Elevated Cervical White Blood Cell Infiltrate Is Associated with Genital HIV Detection in a Longitudinal Cohort of Antiretroviral Therapy-Adherent Women

Department of Microbiology, Immunology, and Parasitology, Louisiana State University Health Sciences Center, New Orleans, Louisiana 70112, USA.
The Journal of Infectious Diseases (Impact Factor: 5.78). 10/2010; 202(10):1543-52. DOI: 10.1086/656720
Source: PubMed

ABSTRACT Identification of factors associated with the presence of human immunodeficiency virus (HIV) in female genital secretions is critical for intervention strategies targeting transmission and eliminating replication of genital virus.

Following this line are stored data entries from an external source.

//! Core domain logic for plansmith: plan generation through an LLM,
//! materialization of plans into a GitHub repository, and the tracker
//! client those workflows drive.

pub mod due_date;
pub mod llm;
pub mod plan;
pub mod tracker;
//! Database query functions for the `projects` table.

use anyhow::{Context, Result};
use sqlx::PgPool;
use uuid::Uuid;

use crate::models::{NewProject, ProjectRecord, ProjectUpdate};

/// Failures from [`update_project`] that callers branch on.
#[derive(Debug, thiserror::Error)]
pub enum StoreError {
    #[error("project {0} not found")]
    NotFound(Uuid),

    #[error("update must set at least one of title or description")]
    EmptyUpdate,

    #[error(transparent)]
    Database(#[from] anyhow::Error),
}

/// Insert a new project row. Returns the record with the store-assigned id
/// and creation time. Duplicate submissions produce duplicate rows.
pub async fn insert_project(pool: &PgPool, project: &NewProject) -> Result<ProjectRecord> {
    let record = sqlx::query_as::<_, ProjectRecord>(
        "INSERT INTO projects (username, credential, title, description, link) \
         VALUES ($1, $2, $3, $4, $5) \
         RETURNING *",
    )
    .bind(&project.username)
    .bind(&project.credential)
    .bind(&project.title)
    .bind(&project.description)
    .bind(&project.link)
    .fetch_one(pool)
    .await
    .context("failed to insert project")?;

    Ok(record)
}

/// Fetch a project by its ID.
pub async fn get_project(pool: &PgPool, id: Uuid) -> Result<Option<ProjectRecord>> {
    let record = sqlx::query_as::<_, ProjectRecord>("SELECT * FROM projects WHERE id = $1")
        .bind(id)
        .fetch_optional(pool)
        .await
        .context("failed to fetch project")?;

    Ok(record)
}

/// List every project owned by `username`, newest first.
pub async fn list_projects_for_user(pool: &PgPool, username: &str) -> Result<Vec<ProjectRecord>> {
    let records = sqlx::query_as::<_, ProjectRecord>(
        "SELECT * FROM projects WHERE username = $1 ORDER BY created_at DESC",
    )
    .bind(username)
    .fetch_all(pool)
    .await
    .context("failed to list projects")?;

    Ok(records)
}

/// Apply a partial update to a project's title and/or description.
///
/// Fields left as `None` keep their stored value. An update with neither
/// field set is rejected before touching the database.
pub async fn update_project(
    pool: &PgPool,
    id: Uuid,
    update: &ProjectUpdate,
) -> Result<ProjectRecord, StoreError> {
    if update.is_empty() {
        return Err(StoreError::EmptyUpdate);
    }

    let record = sqlx::query_as::<_, ProjectRecord>(
        "UPDATE projects \
         SET title = COALESCE($2, title), description = COALESCE($3, description) \
         WHERE id = $1 \
         RETURNING *",
    )
    .bind(id)
    .bind(update.title.as_deref())
    .bind(update.description.as_deref())
    .fetch_optional(pool)
    .await
    .context("failed to update project")?;

    record.ok_or(StoreError::NotFound(id))
}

We sought to monitor the prevalence of genital HIV shedding in antiretroviral therapy-adherent women over time and to assess changes in the genital microenvironment.

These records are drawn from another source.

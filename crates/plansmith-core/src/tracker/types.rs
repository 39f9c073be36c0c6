//! Value types exchanged with the issue tracker.

use std::fmt;

use chrono::{DateTime, Utc};
use serde::{Deserialize, Serialize};

/// A caller-supplied personal access token.
///
/// `Debug` output is redacted so the token never ends up in logs.
#[derive(Clone, PartialEq, Eq)]
pub struct Credential(String);

impl Credential {
    pub fn new(token: impl Into<String>) -> Self {
        Self(token.into())
    }

    /// The raw token, for building request headers or persisting.
    pub fn expose(&self) -> &str {
        &self.0
    }

    /// Parse an `Authorization` header value of the form `token <t>` or
    /// `Bearer <t>`. A bare token is accepted as well.
    pub fn from_authorization(header: &str) -> Option<Self> {
        let header = header.trim_start();
        let token = header
            .strip_prefix("token ")
            .or_else(|| header.strip_prefix("Bearer "))
            .or_else(|| header.strip_prefix("bearer "))
            .unwrap_or(header)
            .trim();
        if token.is_empty() || token.contains(' ') {
            return None;
        }
        Some(Self(token.to_owned()))
    }
}

impl fmt::Debug for Credential {
    fn fmt(&self, f: &mut fmt::Formatter<'_>) -> fmt::Result {
        f.write_str("Credential(***)")
    }
}

/// Owner and name of a tracker repository.
#[derive(Debug, Clone, Copy, PartialEq, Eq)]
pub struct RepoRef<'a> {
    pub owner: &'a str,
    pub name: &'a str,
}

impl<'a> RepoRef<'a> {
    pub fn new(owner: &'a str, name: &'a str) -> Self {
        Self { owner, name }
    }
}

impl fmt::Display for RepoRef<'_> {
    fn fmt(&self, f: &mut fmt::Formatter<'_>) -> fmt::Result {
        write!(f, "{}/{}", self.owner, self.name)
    }
}

#[derive(Debug, Clone, PartialEq, Eq, Serialize)]
pub struct NewRepository {
    pub name: String,
    pub description: String,
    pub private: bool,
}

/// A repository as created by the tracker.
#[derive(Debug, Clone, PartialEq, Eq, Serialize, Deserialize)]
pub struct Repository {
    /// Name as normalized by the tracker (e.g. spaces become dashes).
    pub name: String,
    /// Browser URL of the repository.
    pub html_url: String,
}

#[derive(Debug, Clone, PartialEq, Eq, Serialize)]
pub struct NewMilestone {
    pub title: String,
    pub description: String,
    /// Timestamp in `YYYY-MM-DDTHH:MM:SSZ` form, omitted when absent.
    #[serde(skip_serializing_if = "Option::is_none")]
    pub due_on: Option<String>,
}

#[derive(Debug, Clone, PartialEq, Eq, Serialize)]
pub struct NewIssue {
    pub title: String,
    pub body: String,
    /// Number of the milestone the issue belongs to.
    pub milestone: u64,
}

#[derive(Debug, Clone, Copy, PartialEq, Eq, Serialize, Deserialize)]
#[serde(rename_all = "lowercase")]
pub enum ItemState {
    Open,
    Closed,
}

/// State filter for list operations.
#[derive(Debug, Clone, Copy, Default, PartialEq, Eq, Serialize, Deserialize)]
#[serde(rename_all = "lowercase")]
pub enum StateFilter {
    Open,
    Closed,
    #[default]
    All,
}

impl StateFilter {
    pub fn as_str(self) -> &'static str {
        match self {
            Self::Open => "open",
            Self::Closed => "closed",
            Self::All => "all",
        }
    }
}

#[derive(Debug, Clone, PartialEq, Eq, Serialize, Deserialize)]
pub struct TrackerMilestone {
    pub number: u64,
    pub title: String,
    pub state: ItemState,
    #[serde(default)]
    pub description: Option<String>,
    #[serde(default)]
    pub due_on: Option<DateTime<Utc>>,
    #[serde(default)]
    pub open_issues: u64,
    #[serde(default)]
    pub closed_issues: u64,
}

#[derive(Debug, Clone, PartialEq, Eq, Serialize, Deserialize)]
pub struct TrackerIssue {
    pub number: u64,
    pub title: String,
    pub state: ItemState,
    pub created_at: DateTime<Utc>,
    #[serde(default)]
    pub closed_at: Option<DateTime<Utc>>,
}

/// Failures from tracker operations.
#[derive(Debug, thiserror::Error)]
pub enum TrackerError {
    /// The credential was rejected (HTTP 401).
    #[error("tracker rejected the credential")]
    Unauthorized,

    /// The request was refused with per-field messages.
    #[error("tracker rejected the request ({status}): {}", messages.join("; "))]
    Validation { status: u16, messages: Vec<String> },

    /// Any other non-success response.
    #[error("tracker returned {status}: {message}")]
    Remote { status: u16, message: String },

    #[error("tracker request failed: {0}")]
    Transport(#[from] reqwest::Error),

    #[error("unexpected tracker response: {0}")]
    Decode(String),
}

impl TrackerError {
    /// HTTP status reported by the tracker, when there was a response.
    pub fn status(&self) -> Option<u16> {
        match self {
            Self::Unauthorized => Some(401),
            Self::Validation { status, .. } | Self::Remote { status, .. } => Some(*status),
            Self::Transport(_) | Self::Decode(_) => None,
        }
    }
}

Levels of cell-free HIV (HIV RNA) and HIV-infected cells (HIV DNA) were monitored in peripheral blood samples and cervical and vaginal fluid samples at monthly intervals in 11 women for 1 year. Genital tract infections and fluctuations in cervical and vaginal white blood cell counts were also evaluated at each study visit.

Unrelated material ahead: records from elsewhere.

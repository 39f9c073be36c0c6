//! The `Tracker` trait: the operations plansmith performs against an
//! issue tracker.
//!
//! [`super::GitHubClient`] is the production implementation. The trait is
//! object-safe so workflows take `&dyn Tracker` and tests can substitute a
//! recording fake.

use async_trait::async_trait;

use super::types::{
    Credential, NewIssue, NewMilestone, NewRepository, RepoRef, Repository, StateFilter,
    TrackerError, TrackerIssue, TrackerMilestone,
};

/// Issue-tracker operations. Every call is a single outbound request made
/// with the caller's credential; none of them retry.
#[async_trait]
pub trait Tracker: Send + Sync {
    /// Create a repository owned by the credential's user.
    async fn create_repository(
        &self,
        credential: &Credential,
        repository: &NewRepository,
    ) -> Result<Repository, TrackerError>;

    /// Resolve the login of the user the credential belongs to.
    ///
    /// An invalid or expired credential yields [`TrackerError::Unauthorized`].
    async fn current_user(&self, credential: &Credential) -> Result<String, TrackerError>;

    /// Create a milestone and return its tracker-assigned number.
    async fn create_milestone(
        &self,
        credential: &Credential,
        repo: RepoRef<'_>,
        milestone: &NewMilestone,
    ) -> Result<u64, TrackerError>;

    /// Create an issue and return its tracker-assigned number.
    async fn create_issue(
        &self,
        credential: &Credential,
        repo: RepoRef<'_>,
        issue: &NewIssue,
    ) -> Result<u64, TrackerError>;

    /// List every milestone of the repository, open or closed.
    async fn list_milestones(
        &self,
        credential: &Credential,
        repo: RepoRef<'_>,
    ) -> Result<Vec<TrackerMilestone>, TrackerError>;

    /// List the issues attached to a milestone.
    async fn list_issues(
        &self,
        credential: &Credential,
        repo: RepoRef<'_>,
        milestone: u64,
        state: StateFilter,
    ) -> Result<Vec<TrackerIssue>, TrackerError>;

    async fn close_issue(
        &self,
        credential: &Credential,
        repo: RepoRef<'_>,
        number: u64,
    ) -> Result<(), TrackerError>;

    /// Close a milestone unconditionally. Callers wanting the "all issues
    /// closed first" rule use [`super::close_milestone_if_complete`].
    async fn close_milestone(
        &self,
        credential: &Credential,
        repo: RepoRef<'_>,
        number: u64,
    ) -> Result<(), TrackerError>;
}

const _: () = {
    fn _assert_object_safe(_: &dyn Tracker) {}
};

Plasma HIV was undetectable at the majority of study visits; when detected, it was only at low levels. Throughout the study, genital HIV RNA and DNA were detected in each person. Combined genital HIV (RNA and DNA) was detected at 49.2% of study visits and was associated with an elevated concentration of cervical white blood cell infiltrate (odds ratio, 2.52 [95% confidence interval, 1.01-6.22]; P = .04). Infiltrate was not associated with a clinical disorder or patient-reported symptoms.
Despite antiretroviral therapy adherence and clinically suppressed plasma viremia, HIV was intermittently detected in genital secretions and was associated with subclinical inflammation and cells trafficking to the cervical mucosa.